On Friday, 16 August 2013 at 22:11:24 UTC, Jonathan M Davis wrote:
On Friday, August 16, 2013 23:18:51 Carl Sturtivant wrote:
The operator overloading page in the Language Reference and the
operator overloading discussion in TDLP say different things about
T opCast(bool)() if(is(T==bool))
and experimentally it seems that in any context where a bool is
expected and x occurs (where x is a struct with such an opCast
defined) then x will be rewritten as its conversion to bool using
that opCast.

Please confirm that the above is generally true or tell me the
exact rules.

Are there any other implicit conversions possible in D (apart
from int to long, int to double and so forth)?

opCast is only ever for explicit conversions. alias this is used for implicit
conversions.

Whether things get confusing is that there are places where the compiler inserts casts for you, so it _looks_ like there's an implicit conversion, but there isn't really. In particular, cast(bool) is inserted in the conditions of if statements, loops, ternary operators, and assertions.

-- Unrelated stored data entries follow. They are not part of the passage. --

//! # skillroom-telemetry
//!
//! One-call `tracing` setup for the binary. Library crates only emit
//! `tracing` events; this crate decides where they go.

#![deny(unsafe_code)]

mod logging;

pub use logging::{LogQuery, LogRecord, SqliteLogLayer, SqliteLogSink};

use std::path::PathBuf;
use std::sync::Arc;

use tracing::Level;
use tracing_subscriber::layer::SubscriberExt;
use tracing_subscriber::util::SubscriberInitExt;
use tracing_subscriber::{EnvFilter, Layer};

#[derive(Debug, thiserror::Error)]
pub enum TelemetryError {
    #[error("invalid log level: {0}")]
    InvalidLevel(String),
    #[error("subscriber already installed: {0}")]
    AlreadyInstalled(String),
}

/// Configuration for the telemetry subsystem.
#[derive(Clone, Debug)]
pub struct TelemetryConfig {
    /// Default log level. Overridden by RUST_LOG env var.
    pub log_level: Level,
    /// Per-module level overrides (e.g. "skillroom_room" => DEBUG).
    pub module_levels: Vec<(String, Level)>,
    /// JSON lines on stdout instead of the human-readable format.
    pub json: bool,
    /// Whether to persist warn+ logs to SQLite.
    pub log_to_sqlite: bool,
    /// Path to the log database.
    pub log_db_path: PathBuf,
}

impl Default for TelemetryConfig {
    fn default() -> Self {
        Self {
            log_level: Level::INFO,
            module_levels: Vec::new(),
            json: false,
            log_to_sqlite: false,
            log_db_path: PathBuf::from("logs.db"),
        }
    }
}

impl TelemetryConfig {
    /// Parse a level name such as `"debug"` or `"WARN"`.
    pub fn parse_level(name: &str) -> Result<Level, TelemetryError> {
        name.trim()
            .parse::<Level>()
            .map_err(|_| TelemetryError::InvalidLevel(name.to_string()))
    }

    fn filter_directive(&self) -> String {
        let mut filter = self.log_level.to_string().to_lowercase();
        for (module, level) in &self.module_levels {
            filter.push_str(&format!(",{}={}", module, level.to_string().to_lowercase()));
        }
        filter
    }
}

/// Keeps the log sink reachable for queries after init.
pub struct TelemetryGuard {
    log_sink: Option<Arc<SqliteLogSink>>,
}

impl TelemetryGuard {
    /// Access the log sink for querying persisted logs.
    pub fn logs(&self) -> Option<&SqliteLogSink> {
        self.log_sink.as_deref()
    }
}

/// Install the global subscriber. Call once at startup.
pub fn init_telemetry(config: TelemetryConfig) -> Result<TelemetryGuard, TelemetryError> {
    let directive = config.filter_directive();
    let env_filter =
        EnvFilter::try_from_default_env().unwrap_or_else(|_| EnvFilter::new(&directive));

    let fmt_layer = if config.json {
        tracing_subscriber::fmt::layer()
            .json()
            .with_target(true)
            .with_span_list(true)
            .boxed()
    } else {
        tracing_subscriber::fmt::layer().with_target(true).boxed()
    };

    let (sqlite_layer, sqlite_sink) = if config.log_to_sqlite {
        match SqliteLogSink::new(&config.log_db_path) {
            Ok(sink) => {
                let sink = Arc::new(sink);
                (Some(SqliteLogLayer::new(Arc::clone(&sink))), Some(sink))
            }
            Err(e) => {
                eprintln!("skillroom-telemetry: failed to open log DB: {e}");
                (None, None)
            }
        }
    } else {
        (None, None)
    };

    tracing_subscriber::registry()
        .with(fmt_layer.with_filter(env_filter))
        .with(sqlite_layer)
        .try_init()
        .map_err(|e| TelemetryError::AlreadyInstalled(e.to_string()))?;

    Ok(TelemetryGuard {
        log_sink: sqlite_sink,
    })
}

#[cfg(test)]
mod tests {
    use super::*;

    #[test]
    fn parse_level_accepts_any_case() {
        assert_eq!(TelemetryConfig::parse_level("debug").unwrap(), Level::DEBUG);
        assert_eq!(TelemetryConfig::parse_level("WARN").unwrap(), Level::WARN);
        assert!(matches!(
            TelemetryConfig::parse_level("loud"),
            Err(TelemetryError::InvalidLevel(_))
        ));
    }

    #[test]
    fn filter_directive_includes_module_levels() {
        let config = TelemetryConfig {
            log_level: Level::WARN,
            module_levels: vec![("skillroom_server".into(), Level::DEBUG)],
            ..Default::default()
        };
        assert_eq!(config.filter_directive(), "warn,skillroom_server=debug");
    }
}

So, if you have
something like

if(a) {}

it becomes

if(cast(bool)a) {}

So, if you want to use a struct in a condition, you overload opCast for bool, but if you want it to implicitly convert to bool in general, then you use
alias this.


The conversion to bool via opCast seems more general than that: the following compiles and runs.

void main() {
        A x;
        if( x && f(99)) writeln( "yes!");     
        bool b = f(201) && x;
        writeln( b);
}

struct A {
        bool opCast(T)() if( is( T==bool)) { return true; }
}

bool f(int x) {
        return x%2 == 1;
}

And the online docs here
  http://dlang.org/operatoroverloading.html#Cast
say "etc., whenever a bool result is expected".
So that seems likely to happen in arbitrary logical expressions, in fact in any context where a bool is expected perhaps.